__Exercise instructions__
Look below for the lines from the one with "with query parameters." to the one with "if let Ok(v)", and copy exactly those lines, both ends included.

***** Source data

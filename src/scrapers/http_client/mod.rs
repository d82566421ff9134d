//! HTTP client for the paged results API.

mod response;
mod user_agent;

pub use response::HttpResponse;
pub use user_agent::{random_user_agent, resolve_user_agent, IMPERSONATE_USER_AGENTS, USER_AGENT};

use std::collections::HashMap;
use std::sync::Arc;
use std::time::{Duration, Instant};

use reqwest::header::{HeaderMap, HeaderName, HeaderValue};
use reqwest::Client;
use thiserror::Error;
use tracing::debug;

use crate::config::ApiConfig;

#[derive(Debug, Error)]
pub enum HttpError {
    #[error("Invalid header '{name}': {message}")]
    InvalidHeader { name: String, message: String },

    #[error("Failed to create HTTP client: {0}")]
    Build(#[source] reqwest::Error),

    #[error(transparent)]
    Request(#[from] reqwest::Error),
}

/// HTTP client carrying the immutable API configuration.
///
/// Default headers and the subscription key are fixed at construction.
#[derive(Clone)]
pub struct HttpClient {
    client: Client,
    config: Arc<ApiConfig>,
}

impl HttpClient {
    /// Create a new HTTP client from `config`.
    pub fn new(config: ApiConfig) -> Result<Self, HttpError> {
        let mut headers = HeaderMap::new();
        for (name, value) in &config.headers {
            insert_header(&mut headers, name, value)?;
        }
        if let Some(ref key) = config.subscription_key {
            insert_header(&mut headers, &config.subscription_key_header, key)?;
        }

        let client = Client::builder()
            .user_agent(USER_AGENT)
            .default_headers(headers)
            .timeout(Duration::from_secs(config.timeout))
            .gzip(true)
            .brotli(true)
            .build()
            .map_err(HttpError::Build)?;

        Ok(Self {
            client,
            config: Arc::new(config),
        })
    }

    pub fn config(&self) -> &ApiConfig {
        &self.config
    }

    /// Make a GET request with query parameters.
    pub async fn get(&self, url: &str, query: &[(&str, String)]) -> Result<HttpResponse, HttpError> {
        let start = Instant::now();
        let response = self.client.get(url).query(query).send().await?;
        let status = response.status();

        debug!(
            "GET {} {:?} -> {} in {}ms",
            url,
            query,
            status.as_u16(),
            start.elapsed().as_millis()
        );

        let mut headers = HashMap::new();
        for (name, value) in response.headers() {
            if let Ok(v) = value.to_str() {
                headers.insert(name.to_string(), v.to_string());
            }
        }

        Ok(HttpResponse {
            status,
            headers,
            response,
        })
    }
}

fn insert_header(headers: &mut HeaderMap, name: &str, value: &str) -> Result<(), HttpError> {
    let invalid = |message: String| HttpError::InvalidHeader {
        name: name.to_string(),
        message,
    };
    let header_name =
        HeaderName::from_bytes(name.as_bytes()).map_err(|e| invalid(e.to_string()))?;
    let header_value = HeaderValue::from_str(value).map_err(|e| invalid(e.to_string()))?;
    headers.insert(header_name, header_value);
    Ok(())
}

#[cfg(test)]
mod tests {
    use super::*;
    use wiremock::matchers::{header, method, path, query_param};
    use wiremock::{Mock, MockServer, ResponseTemplate};

    #[tokio::test]
    async fn sends_configured_headers_and_query() {
        let server = MockServer::start().await;
        Mock::given(method("GET"))
            .and(path("/participants"))
            .and(header("Ocp-Apim-Subscription-Key", "k-123"))
            .and(header("accept", "application/json"))
            .and(query_param("offset", "0"))
            .respond_with(ResponseTemplate::new(200).set_body_string("{\"total\": 1}"))
            .mount(&server)
            .await;

        let config = ApiConfig {
            subscription_key: Some("k-123".to_string()),
            ..ApiConfig::default()
        };
        let client = HttpClient::new(config).unwrap();
        let response = client
            .get(
                &format!("{}/participants", server.uri()),
                &[("offset", "0".to_string())],
            )
            .await
            .unwrap();

        assert!(response.is_success());
        let body: serde_json::Value = response.json().await.unwrap();
        assert_eq!(body["total"], 1);
    }

    #[tokio::test]
    async fn reports_rate_limiting() {
        let server = MockServer::start().await;
        Mock::given(method("GET"))
            .respond_with(ResponseTemplate::new(429))
            .mount(&server)
            .await;

        let client = HttpClient::new(ApiConfig::default()).unwrap();
        let response = client.get(&server.uri(), &[]).await.unwrap();

        assert!(!response.is_success());
        assert!(response.is_rate_limited());
    }

    #[test]
    fn rejects_invalid_header() {
        let mut config = ApiConfig::default();
        config
            .headers
            .insert("bad header".to_string(), "x".to_string());

        assert!(matches!(
            HttpClient::new(config),
            Err(HttpError::InvalidHeader { .. })
        ));
    }
}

**********

__Solved exercise__
    /// Make a GET request with query parameters.
    pub async fn get(&self, url: &str, query: &[(&str, String)]) -> Result<HttpResponse, HttpError> {
        let start = Instant::now();
        let response = self.client.get(url).query(query).send().await?;
        let status = response.status();

        debug!(
            "GET {} {:?} -> {} in {}ms",
            url,
            query,
            status.as_u16(),
            start.elapsed().as_millis()
        );

        let mut headers = HashMap::new();
        for (name, value) in response.headers() {
            if let Ok(v) = value.to_str() {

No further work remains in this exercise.